Source information –
::::::::::

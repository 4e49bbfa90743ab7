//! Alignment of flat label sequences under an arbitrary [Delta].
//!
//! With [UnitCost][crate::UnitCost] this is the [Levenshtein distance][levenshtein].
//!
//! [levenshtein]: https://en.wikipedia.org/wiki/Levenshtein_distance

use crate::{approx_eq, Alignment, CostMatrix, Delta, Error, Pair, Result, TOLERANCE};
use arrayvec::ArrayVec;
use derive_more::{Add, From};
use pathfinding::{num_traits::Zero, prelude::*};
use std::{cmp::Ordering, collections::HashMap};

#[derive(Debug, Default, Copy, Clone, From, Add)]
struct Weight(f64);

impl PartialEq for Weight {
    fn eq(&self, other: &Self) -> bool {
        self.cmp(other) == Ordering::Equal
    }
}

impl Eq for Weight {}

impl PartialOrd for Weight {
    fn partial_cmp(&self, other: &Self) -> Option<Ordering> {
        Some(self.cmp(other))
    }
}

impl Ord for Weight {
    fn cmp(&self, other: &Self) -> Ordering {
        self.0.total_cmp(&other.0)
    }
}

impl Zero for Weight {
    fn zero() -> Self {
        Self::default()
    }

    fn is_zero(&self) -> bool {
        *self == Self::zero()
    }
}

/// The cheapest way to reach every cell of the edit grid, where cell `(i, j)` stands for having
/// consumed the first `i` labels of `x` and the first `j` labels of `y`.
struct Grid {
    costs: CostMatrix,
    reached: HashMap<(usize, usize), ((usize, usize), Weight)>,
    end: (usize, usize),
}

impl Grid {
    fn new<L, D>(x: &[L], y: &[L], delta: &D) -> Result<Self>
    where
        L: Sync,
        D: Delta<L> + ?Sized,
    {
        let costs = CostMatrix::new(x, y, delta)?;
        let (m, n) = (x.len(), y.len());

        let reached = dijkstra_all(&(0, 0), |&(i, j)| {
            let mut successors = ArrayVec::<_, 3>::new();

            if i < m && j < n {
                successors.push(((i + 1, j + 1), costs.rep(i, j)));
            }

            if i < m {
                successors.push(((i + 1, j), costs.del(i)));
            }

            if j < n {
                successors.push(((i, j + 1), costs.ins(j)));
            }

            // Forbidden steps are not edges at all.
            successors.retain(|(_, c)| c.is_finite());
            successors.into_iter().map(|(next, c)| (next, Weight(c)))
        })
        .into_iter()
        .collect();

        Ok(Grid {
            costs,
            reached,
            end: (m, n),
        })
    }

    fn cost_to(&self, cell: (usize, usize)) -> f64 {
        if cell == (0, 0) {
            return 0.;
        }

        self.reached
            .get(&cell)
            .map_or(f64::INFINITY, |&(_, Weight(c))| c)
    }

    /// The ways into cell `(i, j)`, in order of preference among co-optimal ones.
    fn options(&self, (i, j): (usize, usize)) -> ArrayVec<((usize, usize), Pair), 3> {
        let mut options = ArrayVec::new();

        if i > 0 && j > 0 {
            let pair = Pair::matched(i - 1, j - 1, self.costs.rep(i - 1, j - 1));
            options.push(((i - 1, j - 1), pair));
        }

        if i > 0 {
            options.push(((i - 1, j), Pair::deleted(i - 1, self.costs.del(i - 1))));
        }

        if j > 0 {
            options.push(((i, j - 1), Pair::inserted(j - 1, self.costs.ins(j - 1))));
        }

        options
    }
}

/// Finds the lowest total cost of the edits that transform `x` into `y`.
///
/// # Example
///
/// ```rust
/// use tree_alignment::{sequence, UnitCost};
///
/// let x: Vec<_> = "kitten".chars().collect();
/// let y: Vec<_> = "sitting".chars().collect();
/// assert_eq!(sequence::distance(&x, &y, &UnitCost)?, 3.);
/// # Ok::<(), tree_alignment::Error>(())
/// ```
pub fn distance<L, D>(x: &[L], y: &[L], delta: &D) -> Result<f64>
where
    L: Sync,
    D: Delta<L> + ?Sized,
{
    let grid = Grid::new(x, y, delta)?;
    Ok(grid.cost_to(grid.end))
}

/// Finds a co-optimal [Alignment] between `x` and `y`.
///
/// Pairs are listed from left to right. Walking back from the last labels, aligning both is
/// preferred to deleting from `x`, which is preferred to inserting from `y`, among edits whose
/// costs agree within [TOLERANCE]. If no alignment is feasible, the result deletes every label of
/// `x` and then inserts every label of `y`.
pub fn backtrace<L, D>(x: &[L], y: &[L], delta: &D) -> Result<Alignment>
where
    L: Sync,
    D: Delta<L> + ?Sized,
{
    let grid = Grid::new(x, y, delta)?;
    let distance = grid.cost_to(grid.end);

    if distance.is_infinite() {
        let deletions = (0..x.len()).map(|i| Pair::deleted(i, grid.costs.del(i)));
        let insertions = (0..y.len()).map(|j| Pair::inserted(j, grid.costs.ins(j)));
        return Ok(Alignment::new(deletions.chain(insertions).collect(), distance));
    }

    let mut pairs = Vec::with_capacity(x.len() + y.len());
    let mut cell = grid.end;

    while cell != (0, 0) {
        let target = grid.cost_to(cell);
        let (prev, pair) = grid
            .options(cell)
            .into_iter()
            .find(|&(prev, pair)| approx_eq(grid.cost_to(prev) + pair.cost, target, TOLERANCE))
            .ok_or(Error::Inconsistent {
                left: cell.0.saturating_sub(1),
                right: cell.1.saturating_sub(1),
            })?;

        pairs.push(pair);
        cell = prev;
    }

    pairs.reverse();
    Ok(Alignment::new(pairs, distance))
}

::::::::::

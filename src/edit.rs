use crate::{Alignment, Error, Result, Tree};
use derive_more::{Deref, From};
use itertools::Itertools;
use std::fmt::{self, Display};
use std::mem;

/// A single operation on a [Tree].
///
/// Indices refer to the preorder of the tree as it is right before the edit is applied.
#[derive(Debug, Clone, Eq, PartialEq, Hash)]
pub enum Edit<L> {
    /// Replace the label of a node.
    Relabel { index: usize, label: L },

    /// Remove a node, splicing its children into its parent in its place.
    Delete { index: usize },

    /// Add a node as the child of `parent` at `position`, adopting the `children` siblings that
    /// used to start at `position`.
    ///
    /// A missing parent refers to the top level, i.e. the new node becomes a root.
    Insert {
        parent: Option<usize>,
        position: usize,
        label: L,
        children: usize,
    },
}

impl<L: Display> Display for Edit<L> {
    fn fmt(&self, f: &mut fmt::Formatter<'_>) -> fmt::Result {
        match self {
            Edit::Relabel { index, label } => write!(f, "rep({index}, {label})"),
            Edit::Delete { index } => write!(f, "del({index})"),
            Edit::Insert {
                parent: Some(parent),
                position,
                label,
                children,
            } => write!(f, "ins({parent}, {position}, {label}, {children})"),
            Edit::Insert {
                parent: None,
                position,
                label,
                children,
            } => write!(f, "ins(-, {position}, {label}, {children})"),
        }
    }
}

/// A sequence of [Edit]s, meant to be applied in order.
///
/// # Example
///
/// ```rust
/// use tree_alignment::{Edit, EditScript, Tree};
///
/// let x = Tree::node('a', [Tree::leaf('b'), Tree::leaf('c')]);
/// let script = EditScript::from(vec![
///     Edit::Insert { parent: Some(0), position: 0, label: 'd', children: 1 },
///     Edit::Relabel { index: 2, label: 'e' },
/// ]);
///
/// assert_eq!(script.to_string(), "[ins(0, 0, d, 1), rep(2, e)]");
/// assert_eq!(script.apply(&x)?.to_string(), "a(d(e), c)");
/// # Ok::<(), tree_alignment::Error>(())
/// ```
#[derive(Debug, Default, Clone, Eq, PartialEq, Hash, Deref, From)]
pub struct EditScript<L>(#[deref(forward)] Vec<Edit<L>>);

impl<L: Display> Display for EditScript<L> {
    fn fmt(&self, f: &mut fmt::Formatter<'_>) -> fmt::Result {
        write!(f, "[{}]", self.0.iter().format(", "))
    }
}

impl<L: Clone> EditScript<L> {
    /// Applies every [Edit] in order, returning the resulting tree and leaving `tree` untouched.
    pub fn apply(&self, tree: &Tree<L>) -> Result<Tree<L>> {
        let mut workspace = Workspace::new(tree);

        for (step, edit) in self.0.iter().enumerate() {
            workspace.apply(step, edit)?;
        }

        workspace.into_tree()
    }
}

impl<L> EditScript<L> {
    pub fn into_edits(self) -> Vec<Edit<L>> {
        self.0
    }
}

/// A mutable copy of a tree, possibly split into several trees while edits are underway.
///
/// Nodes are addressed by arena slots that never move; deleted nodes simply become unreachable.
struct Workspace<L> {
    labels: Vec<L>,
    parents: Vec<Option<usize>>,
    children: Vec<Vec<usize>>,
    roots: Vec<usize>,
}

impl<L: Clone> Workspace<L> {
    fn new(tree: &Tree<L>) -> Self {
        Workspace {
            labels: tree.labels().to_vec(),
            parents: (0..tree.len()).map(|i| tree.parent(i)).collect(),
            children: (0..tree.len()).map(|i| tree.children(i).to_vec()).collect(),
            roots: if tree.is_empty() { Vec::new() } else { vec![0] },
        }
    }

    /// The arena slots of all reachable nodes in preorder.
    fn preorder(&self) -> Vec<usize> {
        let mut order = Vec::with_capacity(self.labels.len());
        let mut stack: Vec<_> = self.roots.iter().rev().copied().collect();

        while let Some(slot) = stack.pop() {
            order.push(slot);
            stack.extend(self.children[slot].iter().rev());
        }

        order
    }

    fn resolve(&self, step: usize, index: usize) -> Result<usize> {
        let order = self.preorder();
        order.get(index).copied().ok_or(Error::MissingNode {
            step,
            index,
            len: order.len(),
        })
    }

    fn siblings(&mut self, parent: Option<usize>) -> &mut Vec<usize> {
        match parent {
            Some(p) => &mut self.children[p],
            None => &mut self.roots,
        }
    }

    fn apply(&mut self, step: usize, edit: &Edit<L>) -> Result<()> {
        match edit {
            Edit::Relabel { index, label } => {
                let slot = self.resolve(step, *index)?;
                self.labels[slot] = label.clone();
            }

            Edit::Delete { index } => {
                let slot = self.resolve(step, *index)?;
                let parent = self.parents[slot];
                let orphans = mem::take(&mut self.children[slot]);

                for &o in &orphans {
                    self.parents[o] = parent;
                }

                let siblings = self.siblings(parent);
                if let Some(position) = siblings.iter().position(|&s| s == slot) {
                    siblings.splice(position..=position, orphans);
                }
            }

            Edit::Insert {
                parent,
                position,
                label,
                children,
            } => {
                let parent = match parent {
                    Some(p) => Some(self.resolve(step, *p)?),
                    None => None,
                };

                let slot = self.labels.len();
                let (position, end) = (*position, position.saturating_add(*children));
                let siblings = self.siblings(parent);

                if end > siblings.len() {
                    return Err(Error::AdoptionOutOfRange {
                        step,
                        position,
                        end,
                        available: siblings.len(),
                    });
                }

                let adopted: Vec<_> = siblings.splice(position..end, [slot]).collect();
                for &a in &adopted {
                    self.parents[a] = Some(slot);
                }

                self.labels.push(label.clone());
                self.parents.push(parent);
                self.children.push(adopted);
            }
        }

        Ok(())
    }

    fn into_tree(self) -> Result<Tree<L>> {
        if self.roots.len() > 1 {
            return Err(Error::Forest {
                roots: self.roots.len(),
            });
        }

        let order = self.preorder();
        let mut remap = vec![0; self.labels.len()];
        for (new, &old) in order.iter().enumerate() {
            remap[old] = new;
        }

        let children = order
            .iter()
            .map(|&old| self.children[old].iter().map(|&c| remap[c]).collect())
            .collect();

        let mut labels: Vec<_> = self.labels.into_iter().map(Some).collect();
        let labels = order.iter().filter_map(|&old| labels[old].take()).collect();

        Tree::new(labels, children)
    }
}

::::::::::

What is being asked –
Nothing but a number is expected here: say how many lines in the material hold "left".

Answer space –
2